17 Fla. L. Weekly Supp. 657a

Online Reference: FLWSUPP 1708DONInsurance — Automobile — Discovery — Depositions — Where insurer improperly refused to coordinate and set depositions of employees involved in adjustment and denial of claim prior to hearing on insurer’s motion for summary judgment, motion to compel depositions is granted

RONALD DON, Plaintiff, v. ESURANCE INSURANCE COMPANY, a foreign corporation authorized and doing business in the State of Florida, Defendant. Circuit Court, 9th Judicial Circuit in and for Orange County. Case No. 48-2009-CA-12186-O. January 26, 2010. Jose R. Rodriguez, Judge.

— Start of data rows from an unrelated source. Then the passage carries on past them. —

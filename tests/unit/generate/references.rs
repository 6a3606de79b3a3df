use super::*;

#[test]
fn add_until_limit_then_reject() {
    let mut refs = ReferenceSet::new(2);
    assert_eq!(refs.add(vec![1u8]).unwrap(), 0);
    assert_eq!(refs.add(vec![2u8]).unwrap(), 1);
    assert!(refs.is_full());

    let err = refs.add(vec![3u8]).unwrap_err();
    assert!(matches!(err, CanvasError::Capacity(_)));
    assert!(err.is_user_facing());
    assert_eq!(refs.len(), 2);
}

#[test]
fn remove_by_index_keeps_order() {
    let mut refs = ReferenceSet::new(10);
    for b in 0u8..3 {
        refs.add(vec![b]).unwrap();
    }
    assert_eq!(refs.remove(1).as_deref(), Some(&[1u8][..]));
    let left: Vec<u8> = refs.images().iter().map(|i| i[0]).collect();
    assert_eq!(left, [0, 2]);
    assert!(refs.remove(5).is_none());
}

#[test]
fn clear_empties() {
    let mut refs = ReferenceSet::new(10);
    refs.add(vec![1u8]).unwrap();
    refs.clear();
    assert!(refs.is_empty());
    assert_eq!(refs.limit(), 10);
}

Counsel: Lee M. Jacobson, Law Offices of Michael B. Brehne, P.A., Maitland and Melissa McCullough, Vernis & Bowling of Central Florida, P.A., Deland, for Plaintiff.

ORDER GRANTING PLAINTIFF’S MOTION TO COMPEL DEPOSITIONS

THIS CAUSE having come before this Court on Plaintiff’s Motion to Compel Depositions, and the Court being otherwise fully advised in the premises, ORDERS AND ADJUDGES as follows:

1. Plaintiff has filed a Declaratory Action seeking a determination as to whether Defendant owes coverage to the Plaintiff under an automobile policy of insurance.

2. Plaintiff sent Interrogatories in which Defendant identified individuals involved in the adjustment and ultimate denial of the claim.

3. Plaintiff sought the depositions of these individuals.

4. Defendant’s counsel, Melissa McCullough refused to coordinate and set these depositions before her client’s Motion for Summary Judgment.

5. Defendant filed a Motion for Summary Judgment with a supporting affidavit of one of those individuals Defendant identified as having knowledge of the adjustment and ultimate denial of the claim.

6. Defendant seeks to set and have its hearing on its Motion for Summary Judgment without affording Plaintiff the opportunity to conclude discovery obviously aimed at the matters asserted in Defendant’s Motion for Summary Judgment.

7. Defendant’s attempt to prevent discovery prior to its Motion for Summary Judgment is improper. See Cullen v. Big Daddy’s Lounges, Inc., 364 So.2d 839, 840 (Fla. 3d DCA 1978) (concluding that summary judgment in favor of defendant prior to plaintiff’s completion of discovery was premature). See also Commercial Bank of Kendall v. Heiman, 322 So.2d 564 (Fla. 3d DCA 1975), (It was premature for the trial court to award the defendant a summary judgment when the plaintiff, through no fault of its own, had not completed its discovery.); Singer v. Star, 510 So.2d 637 (Fla. 4th DCA 1987) (Summary judgment should not be granted until facts have been sufficiently developed to enable court to be reasonably certain that there is no genuine issue of material fact, and summary judgment is premature when there has been insufficient time for discovery, when party through no fault of its own has not yet completed discovery, or when objections to interrogatories and motion to produce are pending.); Williams v. City of Lake City, 62 So.2d 732, (Fla.1953) (All doubts as to existence of material fact must be resolved against party moving for summary judgment).

8. Plaintiff’s Motion to Compel Depositions is hereby GRANTED.

9. Defendant shall provide dates for the deposition of Brad Kilbourne, Donna Lockhart and Brian Hassett within 20 days of today’s date.

10. Said depositions shall occur prior to hearing on Defendant’s Motion for Summary Judgment.

11. Pursuant to Rule 1.380, Plaintiff is entitled to attorney’s fees and costs for having to bring this motion. The Court reserves jurisdiction to determine the amount of attorneys fees at a later date.